Our sleeping bags touched each other on the canvas floor. Even lying on top of my bedding, I could still feel the enormous lump that pressed into the small of my back. Had we pitched the tent on what felt like a pile of rocks? Why hadn’t we cleared the ground before we set up the tent? We could only wiggle and squirm and try to go to sleep.
Blackness... hot air...snoring kids… noises outside the tent. Was it a bear? No clock... Rock in the small of my back... I could hear a mosquito. Mosquitoes find me the way bears find honey. I had to get inside the sleeping bag to escape from being eaten alive…. Hot… oh Lord, what time is it? It must be nearly morning.
I poked my husband in the ribs. “Honey, what time is it?” He groaned. His luminous watch dial read, “9:30.”

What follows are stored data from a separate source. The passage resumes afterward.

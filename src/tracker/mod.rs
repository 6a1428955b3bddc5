//! Ownership-scoped project, sprint, and task tracking.
//!
//! A project owns sprints and a sprint owns tasks. Every read and mutation
//! is restricted to the identity carried by the caller's request context;
//! records owned by anyone else are indistinguishable from missing ones.
//! The module follows hexagonal architecture:
//!
//! - Domain types in [`domain`]
//! - Port contracts in [`ports`]
//! - Adapter implementations in [`adapters`]
//! - Orchestration services in [`services`]

pub mod adapters;
pub mod domain;
pub mod ports;
pub mod services;

#[cfg(test)]
mod tests;
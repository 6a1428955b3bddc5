//! Task entity and its board status.

use super::{OwnerIdentity, ParseTaskStatusError, SprintId, TaskId, Title};
use chrono::{DateTime, Utc};
use mockable::Clock;
use serde::{Deserialize, Serialize};

/// Board status of a task. Each status maps to exactly one board column.
#[derive(Debug, Clone, Copy, Default, PartialEq, Eq, Hash, Serialize, Deserialize)]
#[serde(rename_all = "SCREAMING_SNAKE_CASE")]
pub enum TaskStatus {
    /// Work has not started.
    #[default]
    Todo,
    /// Work is under way.
    InProgress,
    /// Work is finished.
    Done,
}

impl TaskStatus {
    /// Returns the canonical storage representation.
    #[must_use]
    pub const fn as_str(self) -> &'static str {
        match self {
            Self::Todo => "TODO",
            Self::InProgress => "IN_PROGRESS",
            Self::Done => "DONE",
        }
    }
}

impl TryFrom<&str> for TaskStatus {
    type Error = ParseTaskStatusError;

    fn try_from(value: &str) -> Result<Self, Self::Error> {
        match value.trim().to_ascii_uppercase().as_str() {
            "TODO" => Ok(Self::Todo),
            "IN_PROGRESS" => Ok(Self::InProgress),
            "DONE" => Ok(Self::Done),
            _ => Err(ParseTaskStatusError(value.to_owned())),
        }
    }
}

/// A unit of work tracked on a sprint board.
#[derive(Debug, Clone, PartialEq, Eq, Serialize, Deserialize)]
pub struct Task {
    id: TaskId,
    sprint_id: SprintId,
    owner: OwnerIdentity,
    title: Title,
    description: Option<String>,
    status: TaskStatus,
    started_at: Option<DateTime<Utc>>,
    finished_at: Option<DateTime<Utc>>,
    created_at: DateTime<Utc>,
    updated_at: DateTime<Utc>,
}

/// Parameter object for reconstructing a persisted task.
#[derive(Debug, Clone, PartialEq, Eq)]
pub struct PersistedTaskData {
    /// Persisted task identifier.
    pub id: TaskId,
    /// Persisted parent sprint identifier.
    pub sprint_id: SprintId,
    /// Persisted owner identity.
    pub owner: OwnerIdentity,
    /// Persisted title.
    pub title: Title,
    /// Persisted description, if any.
    pub description: Option<String>,
    /// Persisted status.
    pub status: TaskStatus,
    /// Persisted first-start timestamp.
    pub started_at: Option<DateTime<Utc>>,
    /// Persisted first-finish timestamp.
    pub finished_at: Option<DateTime<Utc>>,
    /// Persisted creation timestamp.
    pub created_at: DateTime<Utc>,
    /// Persisted latest modification timestamp.
    pub updated_at: DateTime<Utc>,
}

/// Field changes applied to a task.
///
/// Each field is independently present or absent. Nullable fields use a
/// nested `Option` so that `Some(None)` clears the stored value.
#[derive(Debug, Clone, Default, PartialEq, Eq)]
pub struct TaskChanges {
    /// Replacement title.
    pub title: Option<Title>,
    /// Replacement description; `Some(None)` clears it.
    pub description: Option<Option<String>>,
    /// Target status.
    pub status: Option<TaskStatus>,
    /// Replacement first-start timestamp; `Some(None)` clears it.
    pub started_at: Option<Option<DateTime<Utc>>>,
    /// Replacement first-finish timestamp; `Some(None)` clears it.
    pub finished_at: Option<Option<DateTime<Utc>>>,
}

impl TaskChanges {
    /// Returns `true` when no field is set.
    #[must_use]
    pub const fn is_empty(&self) -> bool {
        self.title.is_none()
            && self.description.is_none()
            && self.status.is_none()
            && self.started_at.is_none()
            && self.finished_at.is_none()
    }
}

impl Task {
    /// Creates a new task in the [`TaskStatus::Todo`] state with no
    /// start or finish timestamps.
    #[must_use]
    pub fn new(
        owner: OwnerIdentity,
        sprint_id: SprintId,
        title: Title,
        description: Option<String>,
        clock: &impl Clock,
    ) -> Self {
        let timestamp = clock.utc();
        Self {
            id: TaskId::new(),
            sprint_id,
            owner,
            title,
            description,
            status: TaskStatus::Todo,
            started_at: None,
            finished_at: None,
            created_at: timestamp,
            updated_at: timestamp,
        }
    }

    /// Reconstructs a task from persisted storage.
    #[must_use]
    pub fn from_persisted(data: PersistedTaskData) -> Self {
        Self {
            id: data.id,
            sprint_id: data.sprint_id,
            owner: data.owner,
            title: data.title,
            description: data.description,
            status: data.status,
            started_at: data.started_at,
            finished_at: data.finished_at,
            created_at: data.created_at,
            updated_at: data.updated_at,
        }
    }

    /// Returns the task identifier.
    #[must_use]
    pub const fn id(&self) -> TaskId {
        self.id
    }

    /// Returns the parent sprint identifier.
    #[must_use]
    pub const fn sprint_id(&self) -> SprintId {
        self.sprint_id
    }

    /// Returns the owning identity.
    #[must_use]
    pub const fn owner(&self) -> &OwnerIdentity {
        &self.owner
    }

    /// Returns the task title.
    #[must_use]
    pub const fn title(&self) -> &Title {
        &self.title
    }

    /// Returns the description, if any.
    #[must_use]
    pub fn description(&self) -> Option<&str> {
        self.description.as_deref()
    }

    /// Returns the board status.
    #[must_use]
    pub const fn status(&self) -> TaskStatus {
        self.status
    }

    /// Returns when the task first entered [`TaskStatus::InProgress`].
    #[must_use]
    pub const fn started_at(&self) -> Option<DateTime<Utc>> {
        self.started_at
    }

    /// Returns when the task first entered [`TaskStatus::Done`].
    #[must_use]
    pub const fn finished_at(&self) -> Option<DateTime<Utc>> {
        self.finished_at
    }

    /// Returns the creation timestamp.
    #[must_use]
    pub const fn created_at(&self) -> DateTime<Utc> {
        self.created_at
    }

    /// Returns the latest modification timestamp.
    #[must_use]
    pub const fn updated_at(&self) -> DateTime<Utc> {
        self.updated_at
    }

    /// Returns `true` when `identity` owns this task.
    #[must_use]
    pub fn is_owned_by(&self, identity: &OwnerIdentity) -> bool {
        &self.owner == identity
    }

    /// Applies the provided field changes.
    ///
    /// Explicit timestamps are written first; the status transition then
    /// fills `started_at` or `finished_at` only if it is still unset.
    pub fn apply_changes(&mut self, changes: TaskChanges, clock: &impl Clock) {
        if changes.is_empty() {
            return;
        }
        let TaskChanges {
            title,
            description,
            status,
            started_at,
            finished_at,
        } = changes;

        if let Some(new_title) = title {
            self.title = new_title;
        }
        if let Some(new_description) = description {
            self.description = new_description;
        }
        if let Some(timestamp) = started_at {
            self.started_at = timestamp;
        }
        if let Some(timestamp) = finished_at {
            self.finished_at = timestamp;
        }
        if let Some(target) = status {
            self.transition_to(target, clock);
        }
        self.updated_at = clock.utc();
    }

    /// Moves the task to `target`, stamping the first entry into
    /// [`TaskStatus::InProgress`] or [`TaskStatus::Done`].
    ///
    /// Any transition is permitted, including backwards ones. Backward moves
    /// leave existing timestamps in place.
    pub fn transition_to(&mut self, target: TaskStatus, clock: &impl Clock) {
        match target {
            TaskStatus::InProgress if self.started_at.is_none() => {
                self.started_at = Some(clock.utc());
            }
            TaskStatus::Done if self.finished_at.is_none() => {
                self.finished_at = Some(clock.utc());
            }
            _ => {}
        }
        self.status = target;
        self.updated_at = clock.utc();
    }
}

I would not survive the night. I would either be eaten alive or go insane before dawn. The strains of Kum-By-Yah, drifted faintly from the camp next door. I hated those well-prepared people. I should just die and get it over with.
Within a few hours, the unbearable heat cooled and the mountain air became a freezing chill and we shivered through the early hours before dawn. 895 hours later, when I was barely able to see the outline of my husband’s face faintly in the morning light, I punched him.
“Are you sleeping?”
“You’re kidding!”
We struck the tent, wadded it up and pitched it into the back of the station wagon. We did not fold it. We tossed our still unconscious children on top of the tent. The sun cast it’s faint glow across our neighbors who slept peacefully around us, dreaming of last night’s gourmet meal cooked over a functional camp stove and story time, having bonded with their kids by lantern light, we roared out of the campground and hurtled down the hill, spewing rocks over the canyon walls. We did not look back.
By 7:45 A.M. we were sitting at our kitchen table, eating bacon and eggs, talking about our adventure, trying to determine what was the worst thing that happened.
I voted for the outhouse and smiled. My husband voted for the propane stove that wouldn’t light. He actually grinned. My daughter thought the green stew spilling in the dirt was pretty funny. She laughed. My son was most impressed by the bee that stung his sister. He howled in laughter. My precious daughter whacked her brother on his shoulder. He squinched up his face, and put his fingers in his mouth, crossed his eyes, and stuck out his tongue. My daughter squealed, “Make him stop looking at me!” We laughed about all the disasters we had shared together, until the tears rolled down our faces. It’s a memory that will last a lifetime.